Is this really how much Snow Leopard costs for the full install version?

Yeah, since no one has answered my thread, I'm thinking it's impossible to get those beautiful blue scrollbars on Lion, so I'm reverting back to Snow Leopard on my new iMac this weekend.

https://forums.macrumors.com/threads/1228070/
 
Because Microsoft is a software company, and Apple is a hardware company. Apple wants to sell you into an ecosystem that requires hardware purchases. Microsoft wants to sell you their software.
 
can you still go back to snow leopard? i thought like new air's,mini ect you couldn't go backwards.....?

and yes sl is $29 + $6 ground shipping (i just ordered last week for my late 2006 17" isight imac 2.0)
 
Apple could give it away and still profit handsomely.

They command such a high profit margin on their products they don't have to price it higher. It's well known Apple operates between 30% to 40%, whereas MS & others are hovering around 7% to 11%. That's quite a different.

Pure proof that Steve was the worlds greatest salesman. Influencing people to part with so much money it's simply amazing. Yes the products are good, but he spun the hype to new heights.

It's going to be interesting when Apple has to stand on their own sometime in the future.
 
can you still go back to snow leopard? i thought like new air's,mini ect you couldn't go backwards.....?

and yes sl is $29 + $6 ground shipping (i just ordered last week for my late 2006 17" isight imac 2.0)

As long as the computers shipped with Snow Leopard initially then you can upgrade to Snow Leopard.
 
It's just a typo.
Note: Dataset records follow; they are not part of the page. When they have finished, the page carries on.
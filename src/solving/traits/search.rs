use crate::error::Result;
use crate::solving::solver::Outcome;

// -----------------------------------------------------------------------------------------------
/// # Search
/// This trait specifies the public interface of a solver. So far it is very scarce (only solve
/// method enforced).
// -----------------------------------------------------------------------------------------------
pub trait Search {
    /// This is the core method of the solver, it determines the satisfiability of the
    /// problem through a CDCL based solving.
    ///
    /// # Return Value
    /// `Outcome::Satisfiable` with the complete trail if there exist an assignment satisfying
    /// the clauses, `Outcome::Unsatisfiable` if there exists no such assignment.
    ///
    /// # Note
    /// The cnf problem is not given as an argument of this method. It means that the clauses
    /// need to be added before calling solve. (Otherwise, a vacuously true answer is to be
    /// expected).
    fn solve(&mut self) -> Result<Outcome>;
}
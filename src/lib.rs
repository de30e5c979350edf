//! `rcdcl` is a conflict driven clause learning (CDCL) SAT solver. It decides whether a
//! propositional formula in conjunctive normal form admits a satisfying assignment and, when it
//! does, hands that assignment back as a trail of decisions and implications.
//!
//! ```
//! use rcdcl::*;
//! use std::convert::TryFrom;
//!
//! let mut solver = Solver::new();
//! solver.add_clause(Clause::try_from(vec![1, 2]).unwrap());
//! solver.add_clause(Clause::try_from(vec![-1]).unwrap());
//!
//! let outcome = solver.solve().unwrap();
//! assert!(outcome.model().unwrap().value_of(var(2)));
//! ```

pub mod cnf;
pub mod config;
pub mod error;
pub mod format;
pub mod solving;

// re-export
pub use self::cnf::*;
pub use self::config::SolverConfig;
pub use self::error::{SolverError, TrailError};
pub use self::solving::traits::*;
pub use self::solving::{AssignmentEntry, ClauseDatabase, Conflict, Deduction, Implication, Outcome, Solver, Trail};
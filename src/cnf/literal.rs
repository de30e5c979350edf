use std::fmt;
use std::ops::*;
use super::*;

// -----------------------------------------------------------------------------------------------
/// # Literal
/// In the same vein as the Variable type, Literal is a thin (but type safe) wrapper around a
/// signed number that represents a literal: the absolute value identifies the variable and the
/// sign tells its polarity.
// -----------------------------------------------------------------------------------------------
#[derive(Clone, Copy, PartialEq, Eq, Hash, Debug)]
pub struct Literal(iint);

impl Literal {
    /// Creates a Literal based on its numeric (signed) representation.
    pub fn from(l: iint) -> Literal {
        assert_ne!(l, 0, "Zero is not allowed as a literal identifier");
        assert_ne!(l, iint::MIN, "The literal {} has no variable", l);
        Literal(l)
    }

    /// Creates a Literal based on a variable and a polarity (corresponds more closely to the
    /// theoretical definition of a literal)
    pub fn from_var(v: Variable, p: Polarity) -> Literal {
        match p {
            Polarity::Asserted => Literal::positive(v),
            Polarity::Negated  => Literal::negative(v)
        }
    }

    /// Returns the positive literal associated with the given variable. This never overflows
    /// since variables are bounded by `MAX_VARIABLE`.
    pub fn positive(v: Variable) -> Literal {
        Literal(  v.to_uint() as iint )
    }

    /// Returns the negative literal associated with the given variable
    pub fn negative(v: Variable) -> Literal {
        Literal(-(v.to_uint() as iint))
    }

    /// Return the variable associated with the given literal
    pub fn var(self) -> Variable {
        var(self.0.unsigned_abs())
    }

    /// Returns the polarity of the given literal
    pub fn polarity(self) -> Polarity {
        if self.0 < 0 { Polarity::Negated } else { Polarity::Asserted }
    }
}

/// For the sake of convenience, the Literal type implements the Neg and Not traits so that a
/// literal `x` can be simply negated using the `!x` and `-x` syntaxes
impl Neg for Literal {
    type Output = Literal;
    fn neg(self) -> Literal {
        Literal(-self.0)
    }
}

impl Not for Literal {
    type Output = Literal;
    fn not(self) -> Literal {
        Literal(-self.0)
    }
}

impl fmt::Display for Literal {
    fn fmt(&self, f: &mut fmt::Formatter) -> fmt::Result {
        match self.polarity() {
            Polarity::Asserted => write!(f, "{}",  self.var()),
            Polarity::Negated  => write!(f, "~{}", self.var())
        }
    }
}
If the computer originally shipped with 10.6 (such as the current MBPs) then you can install 10.6, even if your particular machine came with 10.7.
 
It's just a typo. If the computer originally shipped with 10.6 (such as the current MBPs) then you can install 10.6, even if your particular machine came with 10.7.

I guess it could be inferred as a typo. But by computer shipping with Snow Leopard initially it was meant that when the computer was released Snow Leopard was the current OS. And if upgrade was misunderstood, it was a jive at Lion.
 
It's just a typo. If the computer originally shipped with 10.6 (such as the current MBPs) then you can install 10.6, even if your particular machine came with 10.7.

Not "easily" In all cases.
I have seen quite a few 2011 MacBook pros recently that will not boot from a 10.6 retail DVD but only a specific 2011 MacBook Pro 10.6 specific build.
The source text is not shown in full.